> Assignment
With the line containing "host rejects it." as the starting point, output the remaining lines of the data exactly as they are, through the last.

"""

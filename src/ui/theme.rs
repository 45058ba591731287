//! Colour palette and text styles used across the UI.

use ratatui::style::{Color, Modifier, Style};

/// Central theme — change colours here and they propagate everywhere.
pub struct Theme;

impl Theme {
    // ── tree view ──────────────────────────────────────────────
    pub fn label_style() -> Style {
        Style::default()
            .fg(Color::Cyan)
            .add_modifier(Modifier::BOLD)
    }

    pub fn value_style() -> Style {
        Style::default().fg(Color::White)
    }

    pub fn marker_style() -> Style {
        Style::default().fg(Color::DarkGray)
    }

    /// Background for the Types / Variables / Functions header rows.
    pub fn group_header_style() -> Style {
        Style::default().bg(Color::Rgb(28, 32, 40))
    }

    pub fn selected_style() -> Style {
        Style::default()
            .bg(Color::DarkGray)
            .add_modifier(Modifier::BOLD)
    }

    /// Selection while the tree does not have focus.
    pub fn selected_unfocused_style() -> Style {
        Style::default().add_modifier(Modifier::REVERSED)
    }

    // ── editor ─────────────────────────────────────────────────
    pub fn source_style() -> Style {
        Style::default().fg(Color::White)
    }

    /// Source text while the host rejects it.
    pub fn invalid_source_style() -> Style {
        Style::default().fg(Color::Red)
    }

    pub fn error_line_style() -> Style {
        Style::default().bg(Color::Rgb(70, 20, 20))
    }

    pub fn error_message_style() -> Style {
        Style::default()
            .fg(Color::Red)
            .add_modifier(Modifier::BOLD)
    }

    // ── chrome ─────────────────────────────────────────────────
    pub fn border_style() -> Style {
        Style::default().fg(Color::Gray)
    }

    pub fn focused_border_style() -> Style {
        Style::default().fg(Color::Green)
    }

    pub fn title_style() -> Style {
        Style::default()
            .fg(Color::Green)
            .add_modifier(Modifier::BOLD)
    }

    pub fn platform_bar_style() -> Style {
        Style::default().fg(Color::Yellow)
    }

    pub fn status_bar_style() -> Style {
        Style::default().bg(Color::DarkGray).fg(Color::White)
    }
}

"""

> Task output
    /// Source text while the host rejects it.
    pub fn invalid_source_style() -> Style {
        Style::default().fg(Color::Red)
    }

    pub fn error_line_style() -> Style {
        Style::default().bg(Color::Rgb(70, 20, 20))
    }

    pub fn error_message_style() -> Style {
        Style::default()
            .fg(Color::Red)
            .add_modifier(Modifier::BOLD)
    }

    // ── chrome ─────────────────────────────────────────────────
    pub fn border_style() -> Style {
        Style::default().fg(Color::Gray)
    }

    pub fn focused_border_style() -> Style {
        Style::default().fg(Color::Green)
    }

    pub fn title_style() -> Style {
        Style::default()
            .fg(Color::Green)
            .add_modifier(Modifier::BOLD)
    }

    pub fn platform_bar_style() -> Style {
        Style::default().fg(Color::Yellow)
    }

    pub fn status_bar_style() -> Style {
        Style::default().bg(Color::DarkGray).fg(Color::White)
    }
}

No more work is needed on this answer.